I have a large database which I want to break up to make it more manageable and would like to understand how best to do this without losing any data.
Can I simply identify any completely unrelated trees within the database and export them into separate databases?
Can I apply export filters to create multiple output files, for example “all males”, “all females” and all “unknown” without breaking the links between male and female siblings or man and wife etc?
You can create a filter of the people you want for the export. People related to <person> is a possible filter. It would depend on who and how extensive you want to be.
You would not want to create an export that ‘breaks’ relationships. An “all males” filter will do just that. But it will show any of their families and all the females will be missing and show as an unknown.
You mention you want to do this to make them more “manageable”. One area that will be less manageable is the creating and managing of the place database. You would now have two of those databases that will probably have many duplicate locations.
Personally, I would keep the one database.
But, if you provide a little more information as to what and how these families are related (or not related) we can tell you which filtering options will be best.
And yes, any filter created will be able to include all of the information you have included in People and Family records while excluding everything not needed for the export…
If I export all the males and females separately, i can then work on the reports to remove duplicate people and fix names and locations etc. Then when i merge them back together will it “reconnect” the relevant relationships without creating duplicates?
My current database is made up by importing hundreds of disparate gedcoms together and so includes many families and many unrelated trees - hence why i need to cleanse the data. Ultimately i want a single tree with everyone related to my children both directly and indirectly no matter how remotely.
My database has 9million individuals so the only way I can process it is by splitting it up.
I download and added GEDCOMS when the internet first came into being but I merged the files as I downloaded. And I am at 200K records.
Since migrating to Gramps, I am documenting and confirming what I have. I am also extensively pruning. It is a slow process!!
Oh WOW!!??!!
You have 25 John Jones that are married to 25 Mary Smith’s. If you exported by gender and merged and cleaned, you would have one John Jones in a family record with no one, and in another file one Mary Smith in a family with no one. Bringing the two files back together in a new file you would have to bring John Jones back together in a single family with Mary Smith. And do that for all the Smiths, Jones, and Adams to Zwells.

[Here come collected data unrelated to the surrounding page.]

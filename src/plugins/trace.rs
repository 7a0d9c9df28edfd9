//! Per-request tracing middleware.
//!
//! Opens an `http_request` span carrying method, path, and the params label,
//! then logs status and latency once the wrapped function has answered.
//! Declare it last on a route to time the whole chain.

use std::sync::Arc;
use std::time::Instant;

use tracing::{info, info_span, Instrument};

use crate::capability::{Export, Gate, MiddlewareFactory};
use crate::endpoint::{BoxFuture, BoxedEndpoint, Endpoint};
use crate::module::Module;
use crate::request::Request;

pub const LOCATOR: &str = "plugins/middlewares/trace";

pub struct Trace;

impl MiddlewareFactory for Trace {
    fn pass(&self, params: &str) -> Gate {
        let label: Arc<str> = Arc::from(params);
        Gate::new(move |next| {
            Arc::new(Traced { label: Arc::clone(&label), next }) as BoxedEndpoint
        })
    }
}

struct Traced {
    label: Arc<str>,
    next: BoxedEndpoint,
}

impl Endpoint for Traced {
    fn call(&self, req: Request) -> BoxFuture {
        let span = info_span!(
            "http_request",
            label = %self.label,
            method = %req.method(),
            path = %req.path(),
        );
        let inner = span.in_scope(|| self.next.call(req));

        Box::pin(
            async move {
                let started = Instant::now();
                let res = inner.await;
                info!(
                    status = res.status().as_u16(),
                    latency_us = started.elapsed().as_micros() as u64,
                    "request served"
                );
                res
            }
            .instrument(span),
        )
    }
}

pub fn load() -> Module {
    Module::new().export("Middleware", Export::middleware(Trace))
}
//! Startup sequence.

use std::future::Future;

use tracing::info;

use crate::config::Config;
use crate::error::Error;
use crate::module::Resolver;
use crate::registrar;
use crate::server::{shutdown_signal, Server};

/// Starts the dispatcher and serves until SIGTERM or Ctrl-C.
pub async fn run(config: Config, resolver: &mut Resolver) -> Result<(), Error> {
    run_until(config, resolver, shutdown_signal()).await
}

/// Validates the server settings, builds every route, binds, and serves
/// until `shutdown` resolves.
///
/// Nothing is bound until every route has resolved, so a broken route
/// leaves the port closed.
pub async fn run_until<S>(config: Config, resolver: &mut Resolver, shutdown: S) -> Result<(), Error>
where
    S: Future<Output = ()>,
{
    let server = Server::from_spec(&config.server)?;
    let router = registrar::build_router(&config.routes, resolver)?;
    info!(routes = router.len(), "route table complete");

    server.listen().await?.serve_with_shutdown(router, shutdown).await
}
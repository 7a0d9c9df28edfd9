//! gatehouse binary: load configuration, build routes, serve.

use std::path::PathBuf;
use std::process::ExitCode;

use clap::Parser;
use gatehouse::logging::{self, LogFormat};
use gatehouse::{Config, Error, Resolver, app};
use tracing::error;

/// Configuration-driven HTTP dispatcher.
#[derive(Debug, Parser)]
#[command(version, about)]
struct Cli {
    /// Server settings file (JSON or YAML).
    #[arg(long, default_value = "configurations/server.json")]
    server: PathBuf,

    /// Routes file (JSON or YAML).
    #[arg(long, default_value = "configurations/routes.json")]
    routes: PathBuf,

    /// Log line encoding.
    #[arg(long, value_enum, default_value_t)]
    log_format: LogFormat,
}

#[tokio::main]
async fn main() -> ExitCode {
    let cli = Cli::parse();
    if let Err(e) = logging::init(cli.log_format) {
        eprintln!("cannot initialise logging: {e}");
        return ExitCode::FAILURE;
    }

    match start(&cli).await {
        Ok(()) => ExitCode::SUCCESS,
        Err(e) => {
            error!("fatal: {e}");
            ExitCode::FAILURE
        }
    }
}

async fn start(cli: &Cli) -> Result<(), Error> {
    let config = Config::load(&cli.server, &cli.routes)?;
    app::run(config, &mut Resolver::new()).await
}
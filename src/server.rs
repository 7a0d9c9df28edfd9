//! HTTP server, timeouts, and graceful shutdown.
//!
//! Startup is split in two so nothing is accepted before the route table is
//! complete:
//!
//! 1. [`Server::from_spec`] validates the bind address and timeouts.
//! 2. [`Server::listen`] binds the socket; [`Listener::serve`] then accepts
//!    connections against a finished [`Router`].
//!
//! # Timeouts
//!
//! | Setting | Bounds | On expiry |
//! |---|---|---|
//! | read | receiving request headers (HTTP/1 only) and the request body | connection closed |
//! | write | running the route's pipeline | connection closed, no response |
//!
//! A value of `0` disables the corresponding timeout. Bodies larger than
//! [`MAX_BODY_BYTES`] are refused with `413` whatever the timeouts.
//!
//! # Graceful shutdown
//!
//! On SIGTERM or Ctrl-C the server stops accepting, lets every in-flight
//! connection finish, and returns `Ok(())`.

use std::future::Future;
use std::io;
use std::net::SocketAddr;
use std::sync::Arc;
use std::time::Duration;

use bytes::Bytes;
use http::StatusCode;
use http_body_util::{Full, LengthLimitError};
use hyper::service::service_fn;
use hyper_util::rt::{TokioExecutor, TokioIo, TokioTimer};
use hyper_util::server::conn::auto::Builder as ConnBuilder;
use tokio::net::TcpListener;
use tracing::{error, info, warn};

use crate::config::ServerSpec;
use crate::error::Error;
use crate::request::{MAX_BODY_BYTES, Request};
use crate::response::Response;
use crate::router::Router;

/// Read and write limits. `None` means unlimited.
#[derive(Clone, Copy, Debug, Default, Eq, PartialEq)]
pub struct Timeouts {
    pub read: Option<Duration>,
    pub write: Option<Duration>,
}

impl Timeouts {
    /// Parses the raw `readtimeout` / `writetimeout` seconds.
    pub fn parse(read: &str, write: &str) -> Result<Self, Error> {
        Ok(Self {
            read: seconds("readtimeout", read)?,
            write: seconds("writetimeout", write)?,
        })
    }
}

fn seconds(field: &'static str, raw: &str) -> Result<Option<Duration>, Error> {
    let secs: u64 = raw.parse().map_err(|_| Error::InvalidTimeout {
        field,
        value: raw.to_owned(),
    })?;
    Ok((secs > 0).then(|| Duration::from_secs(secs)))
}

/// A validated, not yet bound, server.
#[derive(Debug)]
pub struct Server {
    addr: String,
    timeouts: Timeouts,
}

impl Server {
    /// Validates the server section of the configuration.
    ///
    /// `:8080` is shorthand for every interface (`0.0.0.0:8080`).
    pub fn from_spec(spec: &ServerSpec) -> Result<Self, Error> {
        let timeouts = Timeouts::parse(&spec.read_timeout, &spec.write_timeout)?;
        let addr = match spec.bind_address.strip_prefix(':') {
            Some(port) => format!("0.0.0.0:{port}"),
            None => spec.bind_address.clone(),
        };
        Ok(Self { addr, timeouts })
    }

    /// Binds the listen address.
    pub async fn listen(self) -> Result<Listener, Error> {
        let listener = TcpListener::bind(self.addr.as_str()).await?;
        Ok(Listener { listener, timeouts: self.timeouts })
    }
}

/// A bound socket, ready to serve a finished route table.
pub struct Listener {
    listener: TcpListener,
    timeouts: Timeouts,
}

impl Listener {
    pub fn local_addr(&self) -> Result<SocketAddr, Error> {
        Ok(self.listener.local_addr()?)
    }

    /// Serves until SIGTERM or Ctrl-C, then drains in-flight connections.
    pub async fn serve(self, router: Router) -> Result<(), Error> {
        self.serve_with_shutdown(router, shutdown_signal()).await
    }

    /// Serves until `shutdown` resolves, then drains in-flight connections.
    ///
    /// A failure to accept is fatal: the error is returned and open
    /// connections are dropped.
    pub async fn serve_with_shutdown<S>(self, router: Router, shutdown: S) -> Result<(), Error>
    where
        S: Future<Output = ()>,
    {
        let addr = self.local_addr()?;
        let timeouts = self.timeouts;
        let router = Arc::new(router);

        info!(%addr, routes = router.len(), "gatehouse listening");

        let mut tasks = tokio::task::JoinSet::new();
        tokio::pin!(shutdown);

        loop {
            tokio::select! {
                biased;

                () = &mut shutdown => {
                    info!(in_flight = tasks.len(), "shutdown signal received, draining connections");
                    break;
                }

                res = self.listener.accept() => {
                    let (stream, remote_addr) = match res {
                        Ok(v) => v,
                        Err(e) => {
                            error!("accept error: {e}");
                            return Err(Error::Listen(e));
                        }
                    };

                    let router = Arc::clone(&router);
                    let io = TokioIo::new(stream);

                    tasks.spawn(async move {
                        let svc = service_fn(move |req| {
                            let router = Arc::clone(&router);
                            async move { dispatch(router, timeouts, req, remote_addr).await }
                        });

                        let mut conn = ConnBuilder::new(TokioExecutor::new());
                        if let Some(limit) = timeouts.read {
                            conn.http1().timer(TokioTimer::new()).header_read_timeout(limit);
                        }
                        if let Err(e) = conn.serve_connection(io, svc).await {
                            warn!(peer = %remote_addr, "connection error: {e}");
                        }
                    });
                }

                Some(_) = tasks.join_next(), if !tasks.is_empty() => {}
            }
        }

        while tasks.join_next().await.is_some() {}

        info!("gatehouse stopped");
        Ok(())
    }
}

// ── Request dispatch ──────────────────────────────────────────────────────────

/// Routes one request through its pipeline.
///
/// An `Err` makes hyper close the connection without answering; that is how
/// an exceeded timeout surfaces.
async fn dispatch(
    router: Arc<Router>,
    timeouts: Timeouts,
    req: hyper::Request<hyper::body::Incoming>,
    remote_addr: SocketAddr,
) -> Result<http::Response<Full<Bytes>>, io::Error> {
    let Some(pipeline) = router.lookup(req.uri().path()) else {
        return Ok(Response::error(StatusCode::NOT_FOUND).into_inner());
    };

    let req = match within(timeouts.read, Request::from_hyper(req, remote_addr, MAX_BODY_BYTES)).await? {
        Ok(req) => req,
        Err(e) if e.is::<LengthLimitError>() => {
            warn!(peer = %remote_addr, limit = MAX_BODY_BYTES, "request body too large");
            return Ok(Response::error(StatusCode::PAYLOAD_TOO_LARGE).into_inner());
        }
        Err(e) => {
            warn!(peer = %remote_addr, "cannot read request body: {e}");
            return Ok(Response::error(StatusCode::BAD_REQUEST).into_inner());
        }
    };

    let response = within(timeouts.write, pipeline.call(req)).await?;
    Ok(response.into_inner())
}

async fn within<F: Future>(limit: Option<Duration>, fut: F) -> io::Result<F::Output> {
    match limit {
        Some(limit) => tokio::time::timeout(limit, fut)
            .await
            .map_err(|_| io::Error::new(io::ErrorKind::TimedOut, "request timed out")),
        None => Ok(fut.await),
    }
}

// ── Shutdown signal ───────────────────────────────────────────────────────────

/// Resolves on the first SIGTERM or SIGINT (Ctrl-C only on non-Unix).
///
/// If a handler cannot be installed that signal is simply never observed.
pub(crate) async fn shutdown_signal() {
    let ctrl_c = async {
        if let Err(e) = tokio::signal::ctrl_c().await {
            error!("cannot install Ctrl-C handler: {e}");
            std::future::pending::<()>().await;
        }
    };

    #[cfg(unix)]
    let sigterm = async {
        match tokio::signal::unix::signal(tokio::signal::unix::SignalKind::terminate()) {
            Ok(mut sig) => {
                sig.recv().await;
            }
            Err(e) => {
                error!("cannot install SIGTERM handler: {e}");
                std::future::pending::<()>().await;
            }
        }
    };

    #[cfg(not(unix))]
    let sigterm = std::future::pending::<()>();

    tokio::select! {
        () = ctrl_c   => {}
        () = sigterm  => {}
    }
}
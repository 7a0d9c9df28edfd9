//! Unified error type.

use std::path::PathBuf;

use thiserror::Error;

use crate::capability::Capability;

/// The error type returned by gatehouse's fallible operations.
///
/// Every variant is a startup-time failure: the process reports it once and
/// exits without serving. Request-level problems (a disallowed method, an
/// unknown path) are expressed as HTTP [`Response`](crate::Response) values
/// produced by the pipeline, never as `Error`s.
#[derive(Debug, Error)]
pub enum Error {
    /// A configuration file could not be read.
    #[error("cannot read configuration {}: {source}", path.display())]
    ConfigRead {
        path: PathBuf,
        #[source]
        source: std::io::Error,
    },

    /// A configuration file was read but does not decode into the expected shape.
    #[error("malformed configuration {}: {message}", path.display())]
    ConfigFormat { path: PathBuf, message: String },

    /// No loadable unit is registered under the locator.
    #[error("module not found: {locator}")]
    ModuleNotFound { locator: String },

    /// The unit was loaded but does not export the well-known symbol.
    #[error("module {locator} does not export symbol `{symbol}`")]
    SymbolNotFound { locator: String, symbol: &'static str },

    /// The exported symbol exists but implements a different capability.
    #[error("module {locator}: `{symbol}` is a {found}, expected a {expected}")]
    CapabilityMismatch {
        locator: String,
        symbol: &'static str,
        expected: Capability,
        found: Capability,
    },

    /// A timeout value is not a non-negative integer number of seconds.
    #[error("invalid {field} `{value}`: expected a non-negative number of seconds")]
    InvalidTimeout { field: &'static str, value: String },

    /// Two routes claim the same path.
    #[error("path {path} is already registered")]
    DuplicateRoute { path: String },

    /// Binding the listen address or accepting a connection failed.
    #[error("listen: {0}")]
    Listen(#[from] std::io::Error),
}
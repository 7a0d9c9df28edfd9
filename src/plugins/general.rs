//! Greeting controller.

use crate::capability::{Controller, Export};
use crate::endpoint::BoxFuture;
use crate::module::Module;
use crate::request::Request;
use crate::response::Response;

pub const LOCATOR: &str = "plugins/controllers/general";

/// Answers every request with a fixed greeting.
pub struct General;

impl Controller for General {
    fn fire(&self, _req: Request) -> BoxFuture {
        Box::pin(async { Response::text("Hello FROM CONTROLLER PLUGIN!!!") })
    }
}

pub fn load() -> Module {
    Module::new().export("Controller", Export::controller(General))
}
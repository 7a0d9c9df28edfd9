//! Kubernetes health-check controllers.
//!
//! | Locator | Probe | Body |
//! |---|---|---|
//! | `plugins/controllers/healthz` | liveness | `ok` |
//! | `plugins/controllers/readyz` | readiness | `ready` |
//!
//! Readiness is only reachable once every route has been registered and the
//! listener is up, so a fixed answer is enough.

use crate::capability::{Controller, Export};
use crate::endpoint::BoxFuture;
use crate::module::Module;
use crate::request::Request;
use crate::response::Response;

pub const LIVENESS: &str = "plugins/controllers/healthz";
pub const READINESS: &str = "plugins/controllers/readyz";

pub struct Liveness;

impl Controller for Liveness {
    fn fire(&self, _req: Request) -> BoxFuture {
        Box::pin(async { Response::text("ok") })
    }
}

pub struct Readiness;

impl Controller for Readiness {
    fn fire(&self, _req: Request) -> BoxFuture {
        Box::pin(async { Response::text("ready") })
    }
}

pub fn load_liveness() -> Module {
    Module::new().export("Controller", Export::controller(Liveness))
}

pub fn load_readiness() -> Module {
    Module::new().export("Controller", Export::controller(Readiness))
}
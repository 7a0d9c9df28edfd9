//! Loadable units and the resolver that locates them.
//!
//! A unit is a `fn() -> Module` that builds its symbol table, registered
//! under a locator. Units shipped with gatehouse live in
//! [`plugins::BUILTIN`](crate::plugins::BUILTIN); other crates linked into
//! the binary contribute theirs to the [`MODULES`] distributed slice:
//!
//! ```rust,ignore
//! use gatehouse::{Export, Module, ModuleDescriptor, MODULES};
//! use linkme::distributed_slice;
//!
//! #[distributed_slice(MODULES)]
//! static GREETING: ModuleDescriptor = ModuleDescriptor {
//!     locator: "acme/controllers/greeting",
//!     load: || Module::new().export("Controller", Export::controller(Greeting)),
//! };
//! ```
//!
//! The [`Resolver`] caches every loaded unit by locator, so a unit shared by
//! many routes is loaded exactly once.

use std::collections::HashMap;
use std::sync::Arc;

use linkme::distributed_slice;
use tracing::debug;

use crate::capability::{Capability, Controller, Export, MiddlewareFactory};
use crate::error::Error;
use crate::plugins;

/// Builds a unit's symbol table. Called at most once per locator per resolver.
pub type LoadFn = fn() -> Module;

/// Static registration entry for a loadable unit.
pub struct ModuleDescriptor {
    pub locator: &'static str,
    pub load: LoadFn,
}

/// Units contributed by other crates linked into the binary.
#[distributed_slice]
pub static MODULES: [ModuleDescriptor];

/// A loaded unit: its exported symbols keyed by name.
#[derive(Default)]
pub struct Module {
    symbols: HashMap<&'static str, Export>,
}

impl Module {
    pub fn new() -> Self {
        Self::default()
    }

    /// Adds an exported symbol. Returns `self` for chaining.
    pub fn export(mut self, symbol: &'static str, export: Export) -> Self {
        self.symbols.insert(symbol, export);
        self
    }

    pub fn lookup(&self, symbol: &str) -> Option<&Export> {
        self.symbols.get(symbol)
    }
}

/// Locates units by locator, loads them once, and hands out typed exports.
///
/// Resolution happens during the sequential startup phase, hence `&mut self`
/// and no interior locking.
pub struct Resolver {
    loaders: HashMap<String, LoadFn>,
    loaded: HashMap<String, Arc<Module>>,
}

impl Resolver {
    /// A resolver over the built-in units plus every unit in [`MODULES`].
    /// A [`MODULES`] entry replaces a built-in with the same locator.
    pub fn new() -> Self {
        plugins::BUILTIN
            .iter()
            .chain(MODULES.iter())
            .fold(Self::empty(), |r, d| r.with_loader(d.locator, d.load))
    }

    /// A resolver that knows no units.
    pub fn empty() -> Self {
        Self { loaders: HashMap::new(), loaded: HashMap::new() }
    }

    /// Registers (or replaces) the loader for `locator`.
    pub fn with_loader(mut self, locator: &str, load: LoadFn) -> Self {
        self.loaders.insert(normalize(locator).to_owned(), load);
        self
    }

    /// Whether the unit behind `locator` has already been loaded.
    pub fn is_loaded(&self, locator: &str) -> bool {
        self.loaded.contains_key(normalize(locator))
    }

    /// Returns the unit behind `locator`, loading it on first use.
    pub fn load(&mut self, locator: &str) -> Result<Arc<Module>, Error> {
        let key = normalize(locator);
        if let Some(module) = self.loaded.get(key) {
            return Ok(Arc::clone(module));
        }

        let load = self.loaders.get(key).copied().ok_or_else(|| Error::ModuleNotFound {
            locator: locator.to_owned(),
        })?;
        let module = Arc::new(load());
        debug!(locator = %key, symbols = module.symbols.len(), "module loaded");

        self.loaded.insert(key.to_owned(), Arc::clone(&module));
        Ok(module)
    }

    /// Loads `locator` and returns the export for `capability`'s well-known
    /// symbol, checking that it really implements that capability.
    pub fn resolve(&mut self, locator: &str, capability: Capability) -> Result<Export, Error> {
        let module = self.load(locator)?;
        let symbol = capability.symbol();
        let export = module.lookup(symbol).ok_or_else(|| Error::SymbolNotFound {
            locator: locator.to_owned(),
            symbol,
        })?;

        let found = export.capability();
        if found != capability {
            return Err(Error::CapabilityMismatch {
                locator: locator.to_owned(),
                symbol,
                expected: capability,
                found,
            });
        }
        Ok(export.clone())
    }

    pub fn controller(&mut self, locator: &str) -> Result<Arc<dyn Controller>, Error> {
        match self.resolve(locator, Capability::Controller)? {
            Export::Controller(c) => Ok(c),
            Export::Middleware(_) => unreachable!("capability checked by resolve"),
        }
    }

    pub fn middleware(&mut self, locator: &str) -> Result<Arc<dyn MiddlewareFactory>, Error> {
        match self.resolve(locator, Capability::Middleware)? {
            Export::Middleware(m) => Ok(m),
            Export::Controller(_) => unreachable!("capability checked by resolve"),
        }
    }
}

impl Default for Resolver {
    fn default() -> Self { Self::new() }
}

/// Strips a leading `./` and a trailing shared-object extension so locators
/// written as plugin file paths name the same unit.
fn normalize(locator: &str) -> &str {
    let locator = locator.trim_start_matches("./");
    [".so", ".dylib", ".dll"]
        .iter()
        .find_map(|ext| locator.strip_suffix(ext))
        .unwrap_or(locator)
}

Unless others know of ways to export – clean – then merge back into a new file, I see this as a Merge activity in the current tree.
The problem, you can only merge two items at a time. There is a tool Find Possible Duplicate People but I fear it would take so long to process it would be days(??) to make its first comparison. 9m records each compared to the other 9m records.
Some other questions…
Do you still have the original file before you started the imports?
When you imported, did the records get tagged with a common import tag or with a source/citation? Gramps has these options in >> Preferences >> General tab if you are not familiar with the concept. It would help separating the trees.
Truthfully, I fear the best course of action would be to do an export of your base families (you and your wife) out to as many generations as you feel confident and then bring those families forward to include as many cousins that are linked.
Then Importing that file into a clean empty database.
You would spend so much time paring the large database down that you would lose the forest concentrating too much on individual trees, and you have admitted to having a lot of trees, (Maybe a bad analogy considering doing genealogy looks at the family tree.)
I will be happy to help build that filter. But I think first you have to pick a plan of activity. Of course if others have other options for @CarlB258 to consider… please help.
Even GENMERGE cant handle the files becuase of it’s 200,000 record limit. Would be good to get hold of a copy of GENMERGEDB if that was possible? The “Find Possible Duplicate People” tools crashes after running for eleven days with no error messages.
If you have the original file, the one that started in all (I’ll call the Prime), than I would go back to that file. If you still want to have those other GEDCOM files merged with the Prime, then one at a time, import the GEDCOM and merge it before adding the second.
Tags are what you add to the records. The things in common will be the people and families from the two files, the Prime file and the imported GEDCOM.
As you Import a GEDCOM, you can add a Tag or Source to those records. See the Preferences General tab.
As an added aid, when I am manually Merging two people, I created a Merge tag that I colored Hot Pink. This is especially helpful making sure that the correct two John Smith records get merged. Obviously, the tag has to be cleared before using on other records.
As an added step, before adding the GEDCOM to your Prime file, import the GEDCOM to its own empty Gramps database. This may help you to evaluate that GEDCOM to see it it is a file you want to merge into your Prime file.
Because you are starting with a smaller Prime file, if you import and merge one GEDCOM at a time, the Find Possible Duplicate People tool may be able to function in a shorter time frame.
My Merge experience within Gramps is now confined to those odd people that I have as a child in a family now marrying someone that I also have as child of their parents. Whenever I add a new person, I also check to see if they are already in the database. I am long past done doing the bulk mass merging.
And remember, after people and families are merged, their records may now have two birth records that now must be dealt with.